→ **AIM OF THE EXERCISE**
Every line in the listing below from the one with "fn is_next_day(previous: NaiveDate, day: NaiveDate)" through the one with "for pair in" is to be reproduced exactly, both ends included; leave out the rest.

→ **INFORMATION SHOWN**
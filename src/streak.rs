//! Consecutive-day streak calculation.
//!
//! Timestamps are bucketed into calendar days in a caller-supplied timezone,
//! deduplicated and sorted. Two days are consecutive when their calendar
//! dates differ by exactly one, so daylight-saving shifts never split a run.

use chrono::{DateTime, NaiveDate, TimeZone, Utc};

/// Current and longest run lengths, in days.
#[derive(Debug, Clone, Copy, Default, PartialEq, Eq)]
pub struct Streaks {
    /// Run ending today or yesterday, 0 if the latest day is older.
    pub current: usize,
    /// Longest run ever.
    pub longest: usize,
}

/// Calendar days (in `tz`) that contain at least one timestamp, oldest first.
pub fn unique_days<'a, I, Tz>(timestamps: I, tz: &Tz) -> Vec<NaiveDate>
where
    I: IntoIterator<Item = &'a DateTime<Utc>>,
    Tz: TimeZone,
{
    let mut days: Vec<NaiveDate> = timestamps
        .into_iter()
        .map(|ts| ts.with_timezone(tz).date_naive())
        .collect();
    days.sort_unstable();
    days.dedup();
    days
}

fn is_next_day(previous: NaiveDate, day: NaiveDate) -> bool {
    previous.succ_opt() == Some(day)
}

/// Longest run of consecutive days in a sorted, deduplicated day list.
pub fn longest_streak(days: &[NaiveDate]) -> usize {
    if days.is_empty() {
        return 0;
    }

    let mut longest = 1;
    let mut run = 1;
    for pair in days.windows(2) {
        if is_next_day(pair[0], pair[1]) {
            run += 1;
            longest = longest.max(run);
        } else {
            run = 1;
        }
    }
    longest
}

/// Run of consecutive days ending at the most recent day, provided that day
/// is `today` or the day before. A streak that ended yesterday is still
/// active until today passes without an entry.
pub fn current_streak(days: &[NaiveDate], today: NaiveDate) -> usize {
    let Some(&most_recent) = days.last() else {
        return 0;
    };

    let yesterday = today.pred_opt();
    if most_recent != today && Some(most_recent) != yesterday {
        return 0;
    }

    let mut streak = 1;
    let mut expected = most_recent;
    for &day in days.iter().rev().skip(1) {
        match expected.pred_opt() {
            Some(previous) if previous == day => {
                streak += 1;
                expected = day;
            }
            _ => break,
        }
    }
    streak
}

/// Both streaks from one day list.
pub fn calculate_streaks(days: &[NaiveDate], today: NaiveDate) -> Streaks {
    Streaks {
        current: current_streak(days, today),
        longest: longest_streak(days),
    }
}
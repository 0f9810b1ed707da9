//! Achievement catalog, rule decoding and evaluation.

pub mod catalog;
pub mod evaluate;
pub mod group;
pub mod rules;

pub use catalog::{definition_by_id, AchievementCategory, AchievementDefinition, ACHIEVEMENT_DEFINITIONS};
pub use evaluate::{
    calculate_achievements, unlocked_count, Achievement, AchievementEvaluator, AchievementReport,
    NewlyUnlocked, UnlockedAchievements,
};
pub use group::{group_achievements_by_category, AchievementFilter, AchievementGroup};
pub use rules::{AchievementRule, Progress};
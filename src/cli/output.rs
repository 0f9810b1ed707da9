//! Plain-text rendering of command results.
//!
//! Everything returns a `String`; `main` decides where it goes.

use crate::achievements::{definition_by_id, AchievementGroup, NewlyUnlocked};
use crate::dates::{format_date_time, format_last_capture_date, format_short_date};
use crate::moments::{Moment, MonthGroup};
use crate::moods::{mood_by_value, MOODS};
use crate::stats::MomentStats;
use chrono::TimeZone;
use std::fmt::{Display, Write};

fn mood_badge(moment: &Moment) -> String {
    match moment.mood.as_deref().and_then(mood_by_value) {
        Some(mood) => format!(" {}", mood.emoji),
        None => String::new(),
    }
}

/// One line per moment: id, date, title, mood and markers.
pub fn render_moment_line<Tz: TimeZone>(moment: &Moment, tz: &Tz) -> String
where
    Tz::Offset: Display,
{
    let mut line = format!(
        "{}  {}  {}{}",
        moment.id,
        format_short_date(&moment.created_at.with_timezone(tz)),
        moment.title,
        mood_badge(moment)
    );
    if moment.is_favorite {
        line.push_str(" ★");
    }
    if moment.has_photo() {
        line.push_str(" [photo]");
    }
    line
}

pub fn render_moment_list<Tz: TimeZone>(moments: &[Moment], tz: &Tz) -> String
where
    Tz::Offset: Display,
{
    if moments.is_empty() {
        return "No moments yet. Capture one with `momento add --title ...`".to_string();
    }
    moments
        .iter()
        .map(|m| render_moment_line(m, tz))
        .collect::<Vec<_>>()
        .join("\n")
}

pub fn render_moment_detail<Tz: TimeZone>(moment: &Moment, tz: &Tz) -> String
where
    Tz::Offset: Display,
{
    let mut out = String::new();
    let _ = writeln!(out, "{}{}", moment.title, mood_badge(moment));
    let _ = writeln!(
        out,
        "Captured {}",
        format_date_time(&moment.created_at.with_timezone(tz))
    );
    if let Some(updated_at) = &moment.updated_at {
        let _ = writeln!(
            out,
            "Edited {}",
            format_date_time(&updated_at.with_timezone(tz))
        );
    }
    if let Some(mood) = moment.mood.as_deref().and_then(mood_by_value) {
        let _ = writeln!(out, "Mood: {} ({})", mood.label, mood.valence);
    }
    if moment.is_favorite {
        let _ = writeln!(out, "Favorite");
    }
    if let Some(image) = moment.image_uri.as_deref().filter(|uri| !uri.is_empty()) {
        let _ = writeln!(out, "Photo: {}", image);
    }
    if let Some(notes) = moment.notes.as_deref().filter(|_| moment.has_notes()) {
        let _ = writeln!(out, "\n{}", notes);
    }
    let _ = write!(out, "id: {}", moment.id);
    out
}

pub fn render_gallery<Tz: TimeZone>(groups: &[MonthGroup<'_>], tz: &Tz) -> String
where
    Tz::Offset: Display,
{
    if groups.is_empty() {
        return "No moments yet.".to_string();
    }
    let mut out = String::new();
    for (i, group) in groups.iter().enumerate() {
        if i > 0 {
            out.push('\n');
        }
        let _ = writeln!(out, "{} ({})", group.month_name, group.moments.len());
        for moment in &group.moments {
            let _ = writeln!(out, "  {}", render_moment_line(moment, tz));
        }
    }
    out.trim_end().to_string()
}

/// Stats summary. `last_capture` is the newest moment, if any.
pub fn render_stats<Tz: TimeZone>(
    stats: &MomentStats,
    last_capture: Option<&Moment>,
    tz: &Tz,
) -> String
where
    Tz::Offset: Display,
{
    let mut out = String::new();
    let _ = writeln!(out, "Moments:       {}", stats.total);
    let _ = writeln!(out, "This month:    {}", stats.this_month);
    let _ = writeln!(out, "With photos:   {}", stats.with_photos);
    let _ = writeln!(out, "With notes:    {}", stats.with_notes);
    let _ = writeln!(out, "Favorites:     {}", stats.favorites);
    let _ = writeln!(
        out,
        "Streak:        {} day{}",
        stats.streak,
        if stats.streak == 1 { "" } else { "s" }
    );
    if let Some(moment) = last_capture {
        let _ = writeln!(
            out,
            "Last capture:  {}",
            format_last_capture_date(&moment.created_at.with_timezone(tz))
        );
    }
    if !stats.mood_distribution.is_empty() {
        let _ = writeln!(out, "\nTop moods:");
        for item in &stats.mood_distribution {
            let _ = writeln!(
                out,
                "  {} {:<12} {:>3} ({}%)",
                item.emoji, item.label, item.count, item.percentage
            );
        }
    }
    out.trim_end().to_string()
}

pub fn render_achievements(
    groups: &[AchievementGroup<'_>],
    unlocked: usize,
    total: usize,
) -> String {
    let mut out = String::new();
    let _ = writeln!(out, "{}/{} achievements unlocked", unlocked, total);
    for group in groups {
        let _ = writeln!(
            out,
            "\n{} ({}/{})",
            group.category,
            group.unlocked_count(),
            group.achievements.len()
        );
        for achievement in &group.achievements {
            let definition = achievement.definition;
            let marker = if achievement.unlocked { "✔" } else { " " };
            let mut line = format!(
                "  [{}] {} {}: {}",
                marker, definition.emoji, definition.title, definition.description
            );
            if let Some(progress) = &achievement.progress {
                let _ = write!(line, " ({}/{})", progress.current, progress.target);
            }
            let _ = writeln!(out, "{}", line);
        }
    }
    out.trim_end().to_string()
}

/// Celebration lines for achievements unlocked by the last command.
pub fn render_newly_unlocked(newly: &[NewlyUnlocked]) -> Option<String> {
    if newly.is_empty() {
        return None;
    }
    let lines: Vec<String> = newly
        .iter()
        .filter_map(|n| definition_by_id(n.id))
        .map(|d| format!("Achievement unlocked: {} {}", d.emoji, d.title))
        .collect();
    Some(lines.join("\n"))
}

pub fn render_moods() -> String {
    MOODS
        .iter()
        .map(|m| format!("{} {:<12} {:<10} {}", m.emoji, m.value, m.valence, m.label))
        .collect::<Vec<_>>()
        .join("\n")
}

→ **TASK ANSWER**
fn is_next_day(previous: NaiveDate, day: NaiveDate) -> bool {
    previous.succ_opt() == Some(day)
}

/// Longest run of consecutive days in a sorted, deduplicated day list.
pub fn longest_streak(days: &[NaiveDate]) -> usize {
    if days.is_empty() {
        return 0;
    }

    let mut longest = 1;
    let mut run = 1;
    for pair in days.windows(2) {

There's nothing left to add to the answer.